Technical information
- Licensing authority: FCC
- Facility ID: 29196
- Class: C
- Power: 1,000 watts unlimited
- Transmitter coordinates: 47°28′55″N 92°31′54″W﻿ / ﻿47.48194°N 92.53167°W
- Translator: 104.9 W285FP (Eveleth)

Links
- Public license information: Public file; LMS;

= KRBT =

KRBT (1340 AM) is a radio station broadcasting a sports format. Licensed to Eveleth, Minnesota, United States, the station serves the Iron Range area. The station is owned by Range Broadcasting, Inc., and features programming from the KFAN Radio Network, based at KFXN-FM in Minneapolis–St. Paul.

==History==
The station went on the air in 1948 as WEVE. Originally a stand-alone music station, then a simulcast music station with WEVE-FM, the station changed its call letters to KRBT for "Range's Best Talk" in June 1998 and became a talk station. The format change to sports-talk was made following the death of the previous owner, Lew Latto, Iron Range Broadcasting, Inc. president, on August 24, 2011, and the subsequent sale to Red Rock Radio in March 2012, and has been retained by the new owner as of July 2017, Range Broadcasting, Inc.
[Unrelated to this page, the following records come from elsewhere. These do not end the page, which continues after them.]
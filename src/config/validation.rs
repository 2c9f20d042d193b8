use crate::config::types::{
    AttachmentsConfig, Config, CrawlerConfig, ExtractConfig, FetchConfig, ScopeConfig,
    UserAgentConfig,
};
use crate::ConfigError;
use regex::Regex;
use url::Url;

/// Validates the entire configuration
pub fn validate(config: &Config) -> Result<(), ConfigError> {
    validate_crawler_config(&config.crawler)?;
    validate_fetch_config(&config.fetch)?;
    validate_scope_config(&config.scope)?;
    validate_extract_config(&config.extract)?;
    validate_attachments_config(&config.attachments)?;
    validate_user_agent_config(&config.user_agent)?;
    Ok(())
}

/// Validates crawl bounds and politeness settings
fn validate_crawler_config(config: &CrawlerConfig) -> Result<(), ConfigError> {
    if config.max_pages == 0 {
        return Err(ConfigError::Validation(
            "max_pages must be >= 1".to_string(),
        ));
    }

    if !config.delay.is_finite() || config.delay < 0.0 {
        return Err(ConfigError::Validation(format!(
            "delay must be a non-negative number of seconds, got {}",
            config.delay
        )));
    }

    if !config.long_pause_factor.is_finite() || config.long_pause_factor < 0.0 {
        return Err(ConfigError::Validation(format!(
            "long_pause_factor must be non-negative, got {}",
            config.long_pause_factor
        )));
    }

    validate_url(&config.start_url, "start_url")?;
    if let Some(seed) = &config.default_seed {
        validate_url(seed, "default_seed")?;
    }

    Ok(())
}

/// Validates retry and timeout settings
fn validate_fetch_config(config: &FetchConfig) -> Result<(), ConfigError> {
    if config.max_retries == 0 {
        return Err(ConfigError::Validation(
            "max_retries must be >= 1".to_string(),
        ));
    }

    if config.timeout_secs == 0 {
        return Err(ConfigError::Validation(
            "timeout_secs must be >= 1".to_string(),
        ));
    }

    if config.connect_timeout_secs == 0 {
        return Err(ConfigError::Validation(
            "connect_timeout_secs must be >= 1".to_string(),
        ));
    }

    Ok(())
}

/// Validates the suffix allow-list and exclude patterns
fn validate_scope_config(config: &ScopeConfig) -> Result<(), ConfigError> {
    if config.allowed_suffixes.is_empty() {
        return Err(ConfigError::Validation(
            "allowed_suffixes must list at least one host suffix".to_string(),
        ));
    }

    for suffix in &config.allowed_suffixes {
        validate_domain_string(suffix.trim_start_matches('.'))?;
    }

    for pattern in &config.exclude {
        validate_domain_pattern(pattern)?;
    }

    Ok(())
}

/// Validates that every heuristic pattern compiles
fn validate_extract_config(config: &ExtractConfig) -> Result<(), ConfigError> {
    for pattern in config
        .attachment_path_patterns
        .iter()
        .chain(config.attachment_page_patterns.iter())
    {
        Regex::new(pattern).map_err(|e| {
            ConfigError::InvalidPattern(format!("Invalid regex '{}': {}", pattern, e))
        })?;
    }

    Ok(())
}

/// Validates known-attachment entries
fn validate_attachments_config(config: &AttachmentsConfig) -> Result<(), ConfigError> {
    for entry in &config.known {
        if entry.token.trim().is_empty() {
            return Err(ConfigError::Validation(
                "known attachment token cannot be empty".to_string(),
            ));
        }

        if entry.title.trim().is_empty() {
            return Err(ConfigError::Validation(format!(
                "known attachment '{}' needs a title",
                entry.token
            )));
        }
    }

    Ok(())
}

/// Validates user agent configuration
fn validate_user_agent_config(config: &UserAgentConfig) -> Result<(), ConfigError> {
    // Validate crawler name: non-empty, alphanumeric + hyphens only
    if config.crawler_name.is_empty() {
        return Err(ConfigError::Validation(
            "crawler_name cannot be empty".to_string(),
        ));
    }

    if !config
        .crawler_name
        .chars()
        .all(|c| c.is_ascii_alphanumeric() || c == '-')
    {
        return Err(ConfigError::Validation(format!(
            "crawler_name must contain only alphanumeric characters and hyphens, got '{}'",
            config.crawler_name
        )));
    }

    Url::parse(&config.contact_url)
        .map_err(|e| ConfigError::InvalidUrl(format!("Invalid contact_url: {}", e)))?;

    Ok(())
}

fn validate_url(value: &str, field: &str) -> Result<(), ConfigError> {
    let url = Url::parse(value.trim())
        .map_err(|e| ConfigError::InvalidUrl(format!("Invalid {} '{}': {}", field, value, e)))?;

    if url.scheme() != "http" && url.scheme() != "https" {
        return Err(ConfigError::InvalidUrl(format!(
            "{} '{}' must use http or https",
            field, value
        )));
    }

    Ok(())
}

/// Validates a domain pattern (supports wildcards)
fn validate_domain_pattern(pattern: &str) -> Result<(), ConfigError> {
    if pattern.is_empty() {
        return Err(ConfigError::InvalidPattern(
            "Domain pattern cannot be empty".to_string(),
        ));
    }

    match pattern.strip_prefix("*.") {
        Some(domain) => validate_domain_string(domain),
        None => validate_domain_string(pattern),
    }
}

/// Validates a domain string (without wildcard prefix)
fn validate_domain_string(domain: &str) -> Result<(), ConfigError> {
    if domain.is_empty() {
        return Err(ConfigError::InvalidPattern(
            "Domain cannot be empty".to_string(),
        ));
    }

    if !domain
        .chars()
        .all(|c| c.is_alphanumeric() || c == '.' || c == '-')
    {
        return Err(ConfigError::InvalidPattern(format!(
            "Domain '{}' contains invalid characters",
            domain
        )));
    }

    if domain.starts_with('.')
        || domain.ends_with('.')
        || domain.starts_with('-')
        || domain.ends_with('-')
    {
        return Err(ConfigError::InvalidPattern(format!(
            "Domain '{}' cannot start or end with '.' or '-'",
            domain
        )));
    }

    if domain.contains("..") {
        return Err(ConfigError::InvalidPattern(format!(
            "Domain '{}' cannot contain consecutive dots",
            domain
        )));
    }

    // A bare label like "cn" is allowed as a suffix, "edu.cn" style is the norm
    Ok(())
}
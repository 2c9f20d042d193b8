//! Markup signals that an anchor points at an attachment

use std::sync::LazyLock;

use regex::Regex;
use scraper::{ElementRef, Selector};

use super::text::element_text;
use crate::resource::DOCUMENT_TYPES;

/// Anchor or title words that announce a download
const ANCHOR_KEYWORDS: &[&str] = &["附件", "下载", "download", "attachment"];

/// Tokens in icon `src`/`class`/`alt` values that hint at a file type
const ICON_TOKENS: &[&str] = &["pdf", "doc", "xls", "ppt", "attach", "fujian", "icon_file", "fileicon"];

/// Table header words of attachment listings
const TABLE_KEYWORDS: &[&str] = &["附件", "下载", "文件", "download", "attachment"];

/// Elements whose text is a useful description of a nested link
const CONTEXT_ELEMENTS: &[&str] = &["li", "p", "td", "dd", "dt", "div"];

const MAX_CONTEXT_CHARS: usize = 200;

static SUDYFILE_TITLE: LazyLock<Regex> = LazyLock::new(|| {
    Regex::new(r#"['"]title['"]\s*:\s*['"]([^'"]+)['"]"#).expect("hardcoded regex pattern is valid")
});

static JSON_HREF_PATH: LazyLock<Regex> = LazyLock::new(|| {
    Regex::new(r#"['"](?:path|url|href|src)['"]\s*:\s*['"]([^'"]+)['"]"#)
        .expect("hardcoded regex pattern is valid")
});

static UPLOAD_PATH: LazyLock<Regex> = LazyLock::new(|| {
    Regex::new(r#"(/_upload/[^'"\s,}]+)"#).expect("hardcoded regex pattern is valid")
});

/// Returns true if anchor text reads like a download link
pub fn has_anchor_keyword(text: &str) -> bool {
    let lower = text.to_lowercase();
    ANCHOR_KEYWORDS.iter().any(|k| lower.contains(k))
        || DOCUMENT_TYPES
            .iter()
            .filter(|t| !t.optional)
            .any(|t| lower.ends_with(&format!(".{}", t.extension)))
}

/// Looks for a file-type icon inside the anchor or right before it
pub fn has_icon_hint(anchor: ElementRef<'_>) -> bool {
    let inner = Selector::parse("img, i, span")
        .ok()
        .map(|selector| anchor.select(&selector).any(icon_like))
        .unwrap_or(false);

    let previous = anchor
        .prev_siblings()
        .filter_map(ElementRef::wrap)
        .next()
        .map(|sibling| matches!(sibling.value().name(), "img" | "i" | "span") && icon_like(sibling))
        .unwrap_or(false);

    inner || previous
}

fn icon_like(element: ElementRef<'_>) -> bool {
    let value = element.value();
    ["src", "class", "alt"]
        .iter()
        .filter_map(|attr| value.attr(attr))
        .map(|v| v.to_lowercase())
        .any(|v| ICON_TOKENS.iter().any(|token| v.contains(token)))
}

/// Returns true if the anchor sits in a table whose header announces attachments
pub fn in_attachment_table(anchor: ElementRef<'_>) -> bool {
    let Some(table) = anchor
        .ancestors()
        .filter_map(ElementRef::wrap)
        .find(|e| e.value().name() == "table")
    else {
        return false;
    };

    let header = Selector::parse("th")
        .ok()
        .map(|selector| {
            table
                .select(&selector)
                .map(element_text)
                .collect::<Vec<_>>()
                .join(" ")
        })
        .filter(|text| !text.is_empty())
        .or_else(|| {
            Selector::parse("tr")
                .ok()
                .and_then(|selector| table.select(&selector).next())
                .map(element_text)
        })
        .unwrap_or_default()
        .to_lowercase();

    TABLE_KEYWORDS.iter().any(|k| header.contains(k))
}

/// Text of the nearest block ancestor, truncated
pub fn context_text(anchor: ElementRef<'_>) -> Option<String> {
    anchor
        .ancestors()
        .filter_map(ElementRef::wrap)
        .find(|e| CONTEXT_ELEMENTS.contains(&e.value().name()))
        .map(element_text)
        .filter(|text| !text.is_empty())
        .map(|text| text.chars().take(MAX_CONTEXT_CHARS).collect())
}

/// Title carried in a CMS `sudyfile-attr` attribute (`{'title':'附件1-....docx'}`)
pub fn sudyfile_title(attr: &str) -> Option<String> {
    SUDYFILE_TITLE
        .captures(attr)
        .and_then(|caps| caps.get(1))
        .map(|m| m.as_str().trim().to_string())
        .filter(|t| !t.is_empty())
}

/// Recovers the real link from a JSON-like href such as
/// `{'title':'a.docx','path':'/_upload/article/files/a.docx'}`
pub fn clean_json_href(href: &str) -> Option<String> {
    if !href.trim_start().starts_with('{') {
        return None;
    }

    JSON_HREF_PATH
        .captures(href)
        .and_then(|caps| caps.get(1))
        .or_else(|| UPLOAD_PATH.captures(href).and_then(|caps| caps.get(1)))
        .map(|m| m.as_str().trim().to_string())
        .filter(|path| !path.is_empty())
}

#[cfg(test)]
mod tests {
    use super::*;
    use scraper::Html;

    fn first_anchor(document: &Html) -> ElementRef<'_> {
        let selector = Selector::parse("a").unwrap();
        document.select(&selector).next().unwrap()
    }

    #[test]
    fn test_anchor_keywords() {
        assert!(has_anchor_keyword("附件1：申报表"));
        assert!(has_anchor_keyword("点击下载"));
        assert!(has_anchor_keyword("Download the form"));
        assert!(has_anchor_keyword("2025年工作要点.PDF"));
        assert!(!has_anchor_keyword("学校简介"));
    }

    #[test]
    fn test_icon_inside_anchor() {
        let html = Html::parse_document(
            r#"<p><a href="/f?id=1"><img src="/images/icon_pdf.gif">报告</a></p>"#,
        );
        assert!(has_icon_hint(first_anchor(&html)));
    }

    #[test]
    fn test_icon_before_anchor() {
        let html = Html::parse_document(
            r#"<p><i class="ico ico-doc"></i><a href="/f?id=1">申报书</a></p>"#,
        );
        assert!(has_icon_hint(first_anchor(&html)));

        let plain = Html::parse_document(r#"<p><a href="/news">新闻</a></p>"#);
        assert!(!has_icon_hint(first_anchor(&plain)));
    }

    #[test]
    fn test_attachment_table() {
        let html = Html::parse_document(
            r#"<table><tr><th>序号</th><th>附件名称</th></tr>
               <tr><td>1</td><td><a href="/get?id=9">课题指南</a></td></tr></table>"#,
        );
        assert!(in_attachment_table(first_anchor(&html)));

        let other = Html::parse_document(
            r#"<table><tr><td>日期</td><td><a href="/news/1.htm">新闻</a></td></tr></table>"#,
        );
        assert!(!in_attachment_table(first_anchor(&other)));
    }

    #[test]
    fn test_context_text() {
        let html = Html::parse_document(
            r#"<ul><li>附件：<a href="/a.doc">申报表</a>（请下载填写）</li></ul>"#,
        );
        assert_eq!(
            context_text(first_anchor(&html)).as_deref(),
            Some("附件：申报表（请下载填写）")
        );
    }

    #[test]
    fn test_sudyfile_title() {
        assert_eq!(
            sudyfile_title("{'title':'附件1-课题指南.docx'}").as_deref(),
            Some("附件1-课题指南.docx")
        );
        assert!(sudyfile_title("{}").is_none());
    }

    #[test]
    fn test_clean_json_href() {
        assert_eq!(
            clean_json_href("{'title':'a.docx','path':'/_upload/article/files/a.docx'}").as_deref(),
            Some("/_upload/article/files/a.docx")
        );
        assert_eq!(
            clean_json_href("{'title':'b.pdf', /_upload/article/files/b.pdf}").as_deref(),
            Some("/_upload/article/files/b.pdf")
        );
        assert!(clean_json_href("/normal/link.htm").is_none());
    }
}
While including local sports programming, local church programming and a Sunday morning Finnish language music show, KRBT also carries the Minnesota Twins, Minnesota Vikings, and Minnesota Wild and have introduced local live remote broadcasts from various charitable and community interest events as part of a "Local Broadcasting" initiative to return the station back to its former, locally owned, locally operated status and distinguish it from the large, multi-station ownership groups that dominate much of the country's radio landscape.